Supreme Court of the State of New York, Kings County
Mar 24, 2011
2011 N.Y. Slip Op. 50421 (N.Y. Sup. Ct. 2011)

Opinion

28175/08.

Decided March 24, 2011.

Mark Halberstam, Esq., Brooklyn NY, Plaintiff.

Faust Goetz Schenker Blee, NY NY, Defendant.


Defendant THE 1261 48th STREET CONDOMINIUM, in this negligence action, moves for summary judgment and dismissal of plaintiff's complaint, pursuant to CPLR Rule 3212. Plaintiff RIVKAH LEAH BOORSTEIN cross-moves for partial summary judgment on liability, pursuant to CPLR Rule 3212. Plaintiff claims that she sustained injuries when she fell on a defective sidewalk in front of defendant's premises, located at 1261 48th Street, Brooklyn, New York, on April 13, 2007 at approximately 2:30 P.M. However, defendant's premises, pursuant to New York City Administrative Code § 7-210, falls within the liability exception for unsafe sidewalks for the owners of one or two or three family residences, which are in whole or in part owner occupied and used exclusively for residential purposes.

Therefore, the Court grants defendant's motion for summary judgment and dismissal of plaintiff's complaint. With defendant having exemption from sidewalk conditions liability under New York City Administrative Code § 7-210, the Court does not need to address plaintiff's claims that defendant is liable. Thus, plaintiff's cross-motion for partial summary judgment on liability is denied as moot.

Background

Plaintiff, as mentioned above, claims that she injured herself when she fell on the sidewalk in front of defendant's premises due to plaintiff's negligence in maintaining the subject sidewalk in a safe condition. It is uncontroverted that the premises at 1261 48th Street are a three apartment or unit residential building, with one apartment or unit on each floor and the premises partially owner occupied on the day of the accident.

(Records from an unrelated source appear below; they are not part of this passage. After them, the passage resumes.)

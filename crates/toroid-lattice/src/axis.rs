//! Toroidal axis algebra.
//!
//! Every axis wraps: the predecessor of coordinate `0` is `n - 1` and the
//! successor of `n - 1` is `0`. An axis of extent 1 is its own neighbor on
//! both sides.

use toroid_core::Dims;

use crate::lattice::Lattice;

/// One of the three lattice axes.
#[derive(Clone, Copy, Debug, PartialEq, Eq, Hash)]
pub enum Axis {
    /// The slowest-varying axis of the flat index.
    X,
    /// The middle axis.
    Y,
    /// The fastest-varying axis of the flat index.
    Z,
}

impl Axis {
    /// All axes in key order (X pair occupies the highest pair bits).
    pub const ALL: [Axis; 3] = [Axis::X, Axis::Y, Axis::Z];

    /// Extent of this axis in `dims`.
    pub fn extent(self, dims: Dims) -> usize {
        match self {
            Axis::X => dims.x,
            Axis::Y => dims.y,
            Axis::Z => dims.z,
        }
    }
}

/// Wraparound predecessor of `c` on an axis of extent `n`.
#[inline]
pub fn wrap_pred(c: usize, n: usize) -> usize {
    (c + n - 1) % n
}

/// Wraparound successor of `c` on an axis of extent `n`.
#[inline]
pub fn wrap_succ(c: usize, n: usize) -> usize {
    (c + 1) % n
}

impl Lattice {
    /// Predecessor and successor states of `(x, y, z)` along `axis`.
    pub fn neighbours_along(&self, x: usize, y: usize, z: usize, axis: Axis) -> (bool, bool) {
        let dims = self.dims();
        match axis {
            Axis::X => (
                self.get(wrap_pred(x, dims.x), y, z),
                self.get(wrap_succ(x, dims.x), y, z),
            ),
            Axis::Y => (
                self.get(x, wrap_pred(y, dims.y), z),
                self.get(x, wrap_succ(y, dims.y), z),
            ),
            Axis::Z => (
                self.get(x, y, wrap_pred(z, dims.z)),
                self.get(x, y, wrap_succ(z, dims.z)),
            ),
        }
    }

    /// Two-bit pair code `(pred << 1) | succ` of `(x, y, z)` along `axis`.
    #[inline]
    pub fn axis_pair(&self, x: usize, y: usize, z: usize, axis: Axis) -> u8 {
        let (pred, succ) = self.neighbours_along(x, y, z, axis);
        ((pred as u8) << 1) | succ as u8
    }
}
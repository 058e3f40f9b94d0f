//! Test utilities and reference oracles for toroid development.
//!
//! Provides a deterministic [`EntropySource`] ([`PatternSource`]), a
//! lattice builder for hand-written fixtures ([`lattice_with_cells`]) and
//! an independent 1D automaton ([`ReferenceEca`]) to check the engine's
//! one-axis embedding against.

#![forbid(unsafe_code)]
#![allow(missing_docs)]
#![deny(rustdoc::broken_intra_doc_links)]

pub mod fixtures;

pub use fixtures::ReferenceEca;

use toroid_core::{Dims, EntropySource};
use toroid_lattice::Lattice;

/// Build a lattice with exactly the listed cells alive.
///
/// Panics on zero extents or out-of-range coordinates; fixtures are
/// expected to be well formed.
pub fn lattice_with_cells(dims: Dims, live: &[(usize, usize, usize)]) -> Lattice {
    let mut lattice = Lattice::new(dims).expect("fixture dimensions must be valid");
    for &(x, y, z) in live {
        assert!(
            x < dims.x && y < dims.y && z < dims.z,
            "fixture cell ({x}, {y}, {z}) outside {dims}"
        );
        lattice.set(x, y, z, true);
    }
    lattice
}

/// Mock [`EntropySource`] that replays a fixed bit pattern, cycling
/// when it runs out.
///
/// Tracks how many bits were drawn so tests can assert that seeding
/// consumed exactly one draw per cell.
pub struct PatternSource {
    pattern: Vec<bool>,
    drawn: usize,
}

impl PatternSource {
    /// Panics if `pattern` is empty.
    pub fn new(pattern: Vec<bool>) -> Self {
        assert!(!pattern.is_empty(), "pattern must not be empty");
        Self { pattern, drawn: 0 }
    }

    /// A source that always yields `alive`.
    pub fn constant(alive: bool) -> Self {
        Self::new(vec![alive])
    }

    /// Number of bits drawn so far.
    pub fn drawn(&self) -> usize {
        self.drawn
    }
}

impl EntropySource for PatternSource {
    fn next_cell(&mut self) -> bool {
        let bit = self.pattern[self.drawn % self.pattern.len()];
        self.drawn += 1;
        bit
    }
}
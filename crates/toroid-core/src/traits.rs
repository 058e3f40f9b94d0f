//! Core abstraction traits.

/// A source of independent random cell states.
///
/// This is the narrow interface through which random initial states are
/// produced. The engine never depends on a concrete generator: callers pass
/// `&mut dyn EntropySource`, and the engine draws exactly one bit per cell
/// in canonical (flat-index) order.
pub trait EntropySource {
    /// Draw the state of the next cell.
    fn next_cell(&mut self) -> bool;
}

impl<F: FnMut() -> bool> EntropySource for F {
    fn next_cell(&mut self) -> bool {
        self()
    }
}
//! Neighbor modes.

use std::fmt;

/// Which axes contribute neighbor codes to the rule key.
///
/// The mode is chosen when a session is created and never changes for
/// the lifetime of that session. It is session state, not store state:
/// two sessions in the same store may use different modes.
#[derive(Clone, Copy, Debug, PartialEq, Eq, Hash)]
pub enum NeighborMode {
    /// Classic elementary-CA embedding: only the X axis pair is read,
    /// Y and Z pair codes are forced to 0.
    OneAxis,
    /// All three axis pairs are read from the real wraparound neighbors.
    ThreeAxis,
}

impl NeighborMode {
    /// Whether the Y and Z axis pairs are forced to 0.
    pub fn collapses_yz(self) -> bool {
        matches!(self, Self::OneAxis)
    }
}

impl fmt::Display for NeighborMode {
    fn fmt(&self, f: &mut fmt::Formatter<'_>) -> fmt::Result {
        match self {
            Self::OneAxis => write!(f, "one-axis"),
            Self::ThreeAxis => write!(f, "three-axis"),
        }
    }
}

On April 13, 2007, the day of plaintiff's accident, the owner of the first floor rented the apartment to a tenant, the owner of the second floor apartment lived in the apartment and the owner of the third floor apartment rented the apartment to a tenant.

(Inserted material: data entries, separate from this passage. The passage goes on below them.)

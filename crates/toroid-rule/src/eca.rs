//! Elementary cellular automata embedded in the 3-axis rule space.
//!
//! A classic ECA rule number `n` maps each 3-cell neighborhood
//! `(left, center, right)` to bit `(l<<2)|(c<<1)|r` of `n` (Wolfram's
//! numbering). The 1D embedding reads the X axis only: the left neighbor
//! is the X predecessor, the right neighbor is the X successor, and the Y
//! and Z pair codes are forced to 0. Only the 8 keys of that form are
//! populated; the other 120 entries stay dead and are never addressed by
//! a one-axis session.

use crate::key::RuleKey;
use crate::table::RuleTable;

/// Common elementary rule numbers.
pub mod presets {
    /// Rule 30: chaotic.
    pub const RULE_30: u8 = 30;
    /// Rule 90: XOR of both neighbors, draws a Sierpinski triangle.
    pub const RULE_90: u8 = 90;
    /// Rule 110: Turing complete.
    pub const RULE_110: u8 = 110;
    /// Rule 184: traffic flow.
    pub const RULE_184: u8 = 184;
    /// Rule 250: simple growth.
    pub const RULE_250: u8 = 250;
}

/// Next state of the center cell under Wolfram rule `n`.
pub fn wolfram_transition(n: u8, left: bool, center: bool, right: bool) -> bool {
    let neighborhood = ((left as u8) << 2) | ((center as u8) << 1) | right as u8;
    (n >> neighborhood) & 1 == 1
}

/// Key addressed by a one-axis session for this neighborhood.
pub fn eca_key(left: bool, center: bool, right: bool) -> RuleKey {
    let x_pair = ((left as u8) << 1) | right as u8;
    RuleKey::new(center, x_pair, 0, 0)
}

impl RuleTable {
    /// Embed Wolfram rule `n` in the 128-entry table.
    pub fn from_eca_number(n: u8) -> Self {
        let mut table = RuleTable::default();
        for neighborhood in 0u8..8 {
            let left = neighborhood & 0b100 != 0;
            let center = neighborhood & 0b010 != 0;
            let right = neighborhood & 0b001 != 0;
            table = table.with_entry(
                eca_key(left, center, right),
                wolfram_transition(n, left, center, right),
            );
        }
        table
    }
}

The plaintiff, a pedestrian, alleges that she was injured when she tripped on a raised segment of the sidewalk abutting the defendant's property. Plaintiff timely filed a notice of claim, pursuant to General Municipal Law § 50-e, with the Comptroller of the City of New York. The Office of the Comptroller, in a letter to plaintiff, dated July 18, 2007, denied plaintiff's claim, asserting that pursuant to New York City Administrative Code § 7-210, the City of New York was not liable for plaintiff's accident and "[y]our claim does not fall within the exceptions to section 7-210." Subsequently, plaintiff commenced the instant action against defendant, the owner of the property adjacent to the sidewalk where the alleged accident took place.

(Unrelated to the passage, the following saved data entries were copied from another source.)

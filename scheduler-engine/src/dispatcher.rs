// scheduler-engine/src/dispatcher.rs
// ============================================================================
// Module: Fleet Scheduler Event Dispatcher
// Description: Single-threaded cooperative hub multiplexing typed events onto
//              worker/service calls and posting typed result events.
// Purpose: Multiplex dispatcher input events onto worker/service calls.
// Dependencies: scheduler-core, scheduler-ingest, scheduler-facade, tokio
// ============================================================================

//! ## Overview
//! [`EventDispatcher::run`] is a single long-lived loop: one event in flight
//! at a time, per-environment ordering equal to arrival order on the input
//! channel. Unrecognised event kinds never reach this dispatcher, since
//! [`InputEvent`] has no variant to model one; the dispatcher itself drops
//! nothing once an event is recognised.

// ============================================================================
// SECTION: Imports
// ============================================================================

use std::sync::Arc;
use std::time::Duration;

use scheduler_core::Clock;
use scheduler_core::ClusterRef;
use scheduler_core::Deployment;
use scheduler_core::EngineError;
use scheduler_core::Environment;
use scheduler_core::EnvironmentName;
use scheduler_core::InstanceArn;
use scheduler_core::Store;
use scheduler_core::TaskArn;
use scheduler_core::TaskState;
use scheduler_facade::EcsFacade;
use scheduler_ingest::ClusterStateSnapshot;
use tokio::sync::RwLock;
use tokio::sync::mpsc::Receiver;
use tokio::sync::mpsc::Sender;
use tracing::debug;
use tracing::warn;

use crate::deployment_service::DeploymentService;
use crate::errors::from_facade_error;
use crate::worker::DeploymentWorker;
use crate::worker::DeploymentWorkerConfig;

// ============================================================================
// SECTION: Events
// ============================================================================

/// Recognised dispatcher input events.
#[derive(Debug, Clone, PartialEq, Eq)]
pub enum DispatchEvent {
    /// Poll `env`'s in-progress deployment toward completion.
    UpdateInProgressDeployment {
        /// Target environment.
        env: EnvironmentName,
    },
    /// Promote `env`'s pending deployment to in-progress.
    StartPendingDeployment {
        /// Target environment.
        env: EnvironmentName,
    },
    /// Create and promote a sub-deployment targeting `instances`.
    StartDeployment {
        /// Target environment.
        env: EnvironmentName,
        /// Instances the sub-deployment targets.
        instances: Vec<InstanceArn>,
    },
    /// Stop the given tasks if their desired status is still `RUNNING`.
    StopTasks {
        /// Cluster the tasks run in.
        cluster: ClusterRef,
        /// Task ARNs to consider stopping.
        task_arns: Vec<TaskArn>,
    },
}

/// One event submitted to the dispatcher's input channel, with the deadline
/// (if any) its handler must honour.
#[derive(Debug, Clone, PartialEq, Eq)]
pub struct InputEvent {
    /// The event to dispatch.
    pub event: DispatchEvent,
    /// Deadline for facade/store calls made while handling this event.
    pub deadline: Option<Duration>,
}

impl InputEvent {
    /// Wraps `event` with no deadline.
    #[must_use]
    pub fn new(event: DispatchEvent) -> Self {
        Self { event, deadline: None }
    }

    /// Wraps `event` with a deadline.
    #[must_use]
    pub fn with_deadline(event: DispatchEvent, deadline: Duration) -> Self {
        Self { event, deadline: Some(deadline) }
    }
}

/// Typed result events posted by the dispatcher for observers.
#[derive(Debug, Clone, PartialEq, Eq)]
pub enum DispatchResult {
    /// An in-progress deployment was polled and its record updated.
    UpdateResult {
        /// The updated deployment.
        deployment: Deployment,
    },
    /// A pending deployment was promoted to in-progress.
    StartPendingDeploymentResult {
        /// The promoted deployment.
        deployment: Deployment,
    },
    /// A sub-deployment was created and promoted to in-progress.
    StartDeploymentResult {
        /// The promoted sub-deployment.
        deployment: Deployment,
    },
    /// The outcome of a `StopTasks` event.
    StopTasksResult {
        /// Every task arn whose final desired state is `STOPPED`.
        stopped_tasks: Vec<TaskArn>,
    },
    /// A handler failed.
    ErrorEvent {
        /// The error the handler produced.
        error: EngineError,
    },
}

// ============================================================================
// SECTION: Dispatcher
// ============================================================================

/// Single-threaded cooperative event loop over environments backed by `S`,
/// placing tasks through `F`, timestamped by `C`.
pub struct EventDispatcher<S, F, C> {
    worker: DeploymentWorker<S, F, C>,
    deployments: DeploymentService<S, F, C>,
    facade: F,
    snapshot: Arc<RwLock<ClusterStateSnapshot>>,
}

impl<S, F, C> EventDispatcher<S, F, C>
where
    S: Store<Environment> + Clone,
    F: EcsFacade + Clone,
    C: Clock + Clone,
{
    /// Creates a dispatcher over `store`/`facade`/`clock`, reading
    /// cluster-state through the shared `snapshot`.
    pub fn new(
        store: S,
        facade: F,
        clock: C,
        snapshot: Arc<RwLock<ClusterStateSnapshot>>,
        worker_config: DeploymentWorkerConfig,
    ) -> Self {
        Self {
            worker: DeploymentWorker::new(store.clone(), facade.clone(), clock.clone(), worker_config),
            deployments: DeploymentService::new(store, facade.clone(), clock),
            facade,
            snapshot,
        }
    }

    /// Runs the dispatcher loop until `input` closes or `cancel` fires.
    ///
    /// Per the design, cancellation never aborts a handler mid-flight; it
    /// only stops the loop from picking up the next event once the current
    /// one (if any) has finished.
    pub async fn run(
        &self,
        mut input: Receiver<InputEvent>,
        output: Sender<DispatchResult>,
        cancel: scheduler_core::Cancellation,
    ) {
        loop {
            tokio::select! {
                biased;
                () = cancel.cancelled() => {
                    debug!("dispatcher cancelled, exiting before next event");
                    return;
                }
                received = input.recv() => {
                    let Some(input_event) = received else {
                        debug!("dispatcher input closed, exiting");
                        return;
                    };
                    if let Some(result) = self.handle(input_event, &cancel).await
                        && output.send(result).await.is_err() {
                        warn!("dispatcher output receiver dropped, exiting");
                        return;
                    }
                }
            }
        }
    }

    async fn handle(&self, input: InputEvent, cancel: &scheduler_core::Cancellation) -> Option<DispatchResult> {
        let InputEvent { event, deadline } = input;
        match event {
            DispatchEvent::UpdateInProgressDeployment { env } => {
                match bound(deadline, cancel, self.worker.update_in_progress_deployment(&env)).await {
                    Ok(Some(deployment)) => Some(DispatchResult::UpdateResult { deployment }),
                    Ok(None) => None,
                    Err(error) => Some(DispatchResult::ErrorEvent { error }),
                }
            }
            DispatchEvent::StartPendingDeployment { env } => {
                match bound(deadline, cancel, self.worker.start_pending_deployment(&env)).await {
                    Ok(Some(deployment)) => Some(DispatchResult::StartPendingDeploymentResult { deployment }),
                    Ok(None) => None,
                    Err(error) => Some(DispatchResult::ErrorEvent { error }),
                }
            }
            DispatchEvent::StartDeployment { env, instances } => {
                match bound(deadline, cancel, self.deployments.create_sub_deployment(&env, &instances)).await {
                    Ok(promoted) => match promoted.in_progress_deployment().cloned() {
                        Some(deployment) => Some(DispatchResult::StartDeploymentResult { deployment }),
                        None => Some(DispatchResult::ErrorEvent {
                            error: EngineError::Fatal(
                                "sub-deployment promotion left no in-progress deployment".to_string(),
                            ),
                        }),
                    },
                    Err(error) => Some(DispatchResult::ErrorEvent { error }),
                }
            }
            DispatchEvent::StopTasks { cluster, task_arns } => {
                match bound(deadline, cancel, self.stop_tasks(&cluster, &task_arns)).await {
                    Ok(stopped_tasks) => Some(DispatchResult::StopTasksResult { stopped_tasks }),
                    Err(error) => Some(DispatchResult::ErrorEvent { error }),
                }
            }
        }
    }

    async fn stop_tasks(&self, cluster: &ClusterRef, task_arns: &[TaskArn]) -> Result<Vec<TaskArn>, EngineError> {
        let mut stopped = Vec::new();
        for arn in task_arns {
            let desired_status = {
                let snapshot = self.snapshot.read().await;
                snapshot.task(arn).map(|task| task.desired_status)
            };
            match desired_status {
                Some(TaskState::Running) => {
                    self.facade.stop_task(cluster, arn, "StopTasks dispatch event").await.map_err(from_facade_error)?;
                    stopped.push(arn.clone());
                }
                Some(TaskState::Stopped) => stopped.push(arn.clone()),
                Some(TaskState::Pending) | None => {}
            }
        }
        Ok(stopped)
    }
}

/// Races `fut` against `cancel`, and bounds the whole thing by `deadline`
/// when present.
async fn bound<T, Fut>(
    deadline: Option<Duration>,
    cancel: &scheduler_core::Cancellation,
    fut: Fut,
) -> Result<T, EngineError>
where
    Fut: Future<Output = Result<T, EngineError>>,
{
    let raced = async {
        tokio::select! {
            biased;
            () = cancel.cancelled() => Err(EngineError::Transient("event cancelled".to_string())),
            result = fut => result,
        }
    };
    match deadline {
        Some(limit) => match tokio::time::timeout(limit, raced).await {
            Ok(result) => result,
            Err(_elapsed) => Err(EngineError::Transient("event deadline elapsed".to_string())),
        },
        None => raced.await,
    }
}

// ============================================================================
// SECTION: Tests
// ============================================================================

Defendant moves for a summary judgment and dismissal of the action and plaintiff cross-moves for partial summary judgment on liability. Defendant meets its CPLR Rule 3212 (b) burden demonstrating a prima facie showing that it is not liable for the plaintiff's accident. Plaintiff's opposition fails to demonstrate any triable issue of fact. Therefore, defendant's motion for summary judgment is granted and plaintiff's cross-motion for partial summary judgment is denied as moot.

Discussion

The proponent of a summary judgment motion must make a prima facie showing of entitlement to judgment as a matter of law, tendering sufficient evidence to eliminate any material issues of fact from the case. ( See Alvarez v Prospect Hospital, 68 NY2d 320, 324; Zuckerman v City of New York, 49 NY2d 557, 562; Sillman v Twentieth Century-Fox Film Corp., 3 NY2d 395, 404). Failure to make such a showing requires denial of the motion, regardless of the sufficiency of the opposing papers. ( Winegrad v New York University Medical Center, 64 NY2d 851; Qlisanr, LLC v Hollis Park Manor Nursing Home, Inc. , 51 AD3d 651 , 652 [2d Dept 2008]; Greenberg v Manlon Realty, 43 AD2d 968, 969 [2nd Dept 1974]).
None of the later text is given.